Records from a collection

▼

use ratatui::layout::{Constraint, Direction, Layout, Rect};

pub const SIDEBAR_WIDTH: u16 = 22;
const CAMERA_COLUMNS: usize = 3;
const CAMERA_CARD_HEIGHT: u16 = 7;

#[derive(Debug, Clone, Copy)]
pub struct UiAreas {
    pub size: Rect,
    pub sidebar: Rect,
    pub sidebar_logo: Rect,
    pub sidebar_nav: Rect,
    pub sidebar_footer: Rect,
    pub header: Rect,
    pub main: Rect,
    pub status_line: Rect,
    pub command_line: Rect,
}

pub fn areas(size: Rect) -> UiAreas {
    let columns = Layout::default()
        .direction(Direction::Horizontal)
        .constraints([Constraint::Length(SIDEBAR_WIDTH), Constraint::Min(0)])
        .split(size);

    let sidebar_chunks = Layout::default()
        .direction(Direction::Vertical)
        .constraints([
            Constraint::Length(3),
            Constraint::Min(6),
            Constraint::Length(3),
        ])
        .split(columns[0]);

    let vertical = Layout::default()
        .direction(Direction::Vertical)
        .constraints([
            Constraint::Length(3),
            Constraint::Min(0),
            Constraint::Length(1),
            Constraint::Length(1),
        ])
        .split(columns[1]);

    UiAreas {
        size,
        sidebar: columns[0],
        sidebar_logo: sidebar_chunks[0],
        sidebar_nav: sidebar_chunks[1],
        sidebar_footer: sidebar_chunks[2],
        header: vertical[0],
        main: vertical[1],
        status_line: vertical[2],
        command_line: vertical[3],
    }
}

#[derive(Debug, Clone, Copy)]
pub struct DashboardAreas {
    pub stats: [Rect; 4],
    pub map: Rect,
    pub alerts: Rect,
    pub activity: Rect,
    pub hazards: Rect,
    pub risk: Rect,
}

/// Stat cards, then map beside alerts, the two charts, and the hazard table
pub fn dashboard_areas(main: Rect) -> DashboardAreas {
    let rows = Layout::default()
        .direction(Direction::Vertical)
        .constraints([
            Constraint::Length(5),
            Constraint::Percentage(40),
            Constraint::Percentage(25),
            Constraint::Min(8),
        ])
        .split(main);

    let stats = Layout::default()
        .direction(Direction::Horizontal)
        .constraints([Constraint::Ratio(1, 4); 4])
        .split(rows[0]);

    let overview = Layout::default()
        .direction(Direction::Horizontal)
        .constraints([Constraint::Percentage(50), Constraint::Percentage(50)])
        .split(rows[1]);

    let charts = Layout::default()
        .direction(Direction::Horizontal)
        .constraints([Constraint::Percentage(62), Constraint::Percentage(38)])
        .split(rows[2]);

    DashboardAreas {
        stats: [stats[0], stats[1], stats[2], stats[3]],
        map: overview[0],
        alerts: overview[1],
        activity: charts[0],
        risk: charts[1],
        hazards: rows[3],
    }
}

#[derive(Debug, Clone, Copy)]
pub struct ListAreas {
    pub filters: Rect,
    pub list: Rect,
    pub details: Rect,
}

/// Filter bar on top, list on the left, detail card on the right
pub fn list_areas(main: Rect) -> ListAreas {
    let rows = Layout::default()
        .direction(Direction::Vertical)
        .constraints([Constraint::Length(3), Constraint::Min(0)])
        .split(main);

    let columns = Layout::default()
        .direction(Direction::Horizontal)
        .constraints([Constraint::Percentage(62), Constraint::Percentage(38)])
        .split(rows[1]);

    ListAreas {
        filters: rows[0],
        list: columns[0],
        details: columns[1],
    }
}

#[derive(Debug, Clone, Copy)]
pub struct CameraAreas {
    pub chips: Rect,
    pub grid: Rect,
}

pub fn camera_areas(main: Rect) -> CameraAreas {
    let rows = Layout::default()
        .direction(Direction::Vertical)
        .constraints([Constraint::Length(3), Constraint::Min(0)])
        .split(main);

    CameraAreas {
        chips: rows[0],
        grid: rows[1],
    }
}

/// Card rects for the camera grid, row-major. Cards that do not fit are dropped.
pub fn camera_grid(area: Rect, count: usize) -> Vec<Rect> {
    if area.width == 0 || area.height == 0 {
        return Vec::new();
    }
    let card_width = area.width / CAMERA_COLUMNS as u16;
    (0..count)
        .map(|i| {
            let col = (i % CAMERA_COLUMNS) as u16;
            let row = (i / CAMERA_COLUMNS) as u16;
            Rect {
                x: area.x + col * card_width,
                y: area.y + row * CAMERA_CARD_HEIGHT,
                width: card_width,
                height: CAMERA_CARD_HEIGHT,
            }
        })
        .take_while(|rect| rect.y + rect.height <= area.y + area.height)
        .collect()
}

/// Equal-width slots inside a bordered filter bar (chips or selects)
pub fn filter_slots(area: Rect, count: u32) -> Vec<Rect> {
    if count == 0 {
        return Vec::new();
    }
    let constraints = vec![Constraint::Ratio(1, count); count as usize];
    Layout::default()
        .direction(Direction::Horizontal)
        .constraints(constraints)
        .split(rect_inner(area))
        .to_vec()
}

#[derive(Debug, Clone, Copy)]
pub struct HistoryAreas {
    pub stats: [Rect; 4],
    pub chart: Rect,
}

pub fn history_areas(main: Rect) -> HistoryAreas {
    let rows = Layout::default()
        .direction(Direction::Vertical)
        .constraints([Constraint::Length(5), Constraint::Min(0)])
        .split(main);

    let stats = Layout::default()
        .direction(Direction::Horizontal)
        .constraints([Constraint::Ratio(1, 4); 4])
        .split(rows[0]);

    HistoryAreas {
        stats: [stats[0], stats[1], stats[2], stats[3]],
        chart: rows[1],
    }
}

pub fn rect_contains(rect: Rect, x: u16, y: u16) -> bool {
    x >= rect.x && x < rect.x + rect.width && y >= rect.y && y < rect.y + rect.height
}

pub fn rect_inner(rect: Rect) -> Rect {
    Rect {
        x: rect.x.saturating_add(1),
        y: rect.y.saturating_add(1),
        width: rect.width.saturating_sub(2),
        height: rect.height.saturating_sub(2),
    }
}

/// Row index under `y` for a bordered list, skipping `header` lines inside the border
pub fn row_at(rect: Rect, x: u16, y: u16, header: u16) -> Option<usize> {
    let inner = rect_inner(rect);
    if !rect_contains(inner, x, y) {
        return None;
    }
    let offset = y - inner.y;
    offset.checked_sub(header).map(usize::from)
}

#[cfg(test)]
mod tests {
    use super::*;

    #[test]
    fn test_areas_tile_the_screen() {
        let size = Rect::new(0, 0, 120, 40);
        let areas = areas(size);
        assert_eq!(areas.sidebar.width, SIDEBAR_WIDTH);
        assert_eq!(areas.header.x, SIDEBAR_WIDTH);
        assert_eq!(areas.command_line.y, 39);
        assert_eq!(areas.status_line.y, 38);
    }

    #[test]
    fn test_row_at_skips_border_and_header() {
        let table = Rect::new(10, 10, 30, 10);
        assert_eq!(row_at(table, 12, 10, 1), None);
        assert_eq!(row_at(table, 12, 11, 1), None);
        assert_eq!(row_at(table, 12, 12, 1), Some(0));
        assert_eq!(row_at(table, 12, 14, 1), Some(2));
        assert_eq!(row_at(table, 9, 14, 1), None);
    }

    #[test]
    fn test_filter_slots_split_inner_width() {
        let slots = filter_slots(Rect::new(0, 0, 62, 3), 3);
        assert_eq!(slots.len(), 3);
        assert_eq!(slots[0], Rect::new(1, 1, 20, 1));
        assert_eq!(slots[2].x, 41);
    }

    #[test]
    fn test_camera_grid_drops_cards_that_do_not_fit() {
        let grid = camera_grid(Rect::new(0, 0, 90, 14), 6);
        assert_eq!(grid.len(), 6);
        assert_eq!(grid[4], Rect::new(30, 7, 30, 7));
        assert_eq!(camera_grid(Rect::new(0, 0, 90, 10), 6).len(), 3);
    }
}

▲

**Task requirements:** Using the data above, reproduce exactly the lines from the line that contains "offset.checked_sub(header).map(usize::from)" through the line that contains "assert_eq!(row_at(table, 12, 14, 1), Some(2));", including both.

**Exercise output:**
    offset.checked_sub(header).map(usize::from)
}

#[cfg(test)]
mod tests {
    use super::*;

    #[test]
    fn test_areas_tile_the_screen() {
        let size = Rect::new(0, 0, 120, 40);
        let areas = areas(size);
        assert_eq!(areas.sidebar.width, SIDEBAR_WIDTH);
        assert_eq!(areas.header.x, SIDEBAR_WIDTH);
        assert_eq!(areas.command_line.y, 39);
        assert_eq!(areas.status_line.y, 38);
    }

    #[test]
    fn test_row_at_skips_border_and_header() {
        let table = Rect::new(10, 10, 30, 10);
        assert_eq!(row_at(table, 12, 10, 1), None);
        assert_eq!(row_at(table, 12, 11, 1), None);
        assert_eq!(row_at(table, 12, 12, 1), Some(0));
        assert_eq!(row_at(table, 12, 14, 1), Some(2));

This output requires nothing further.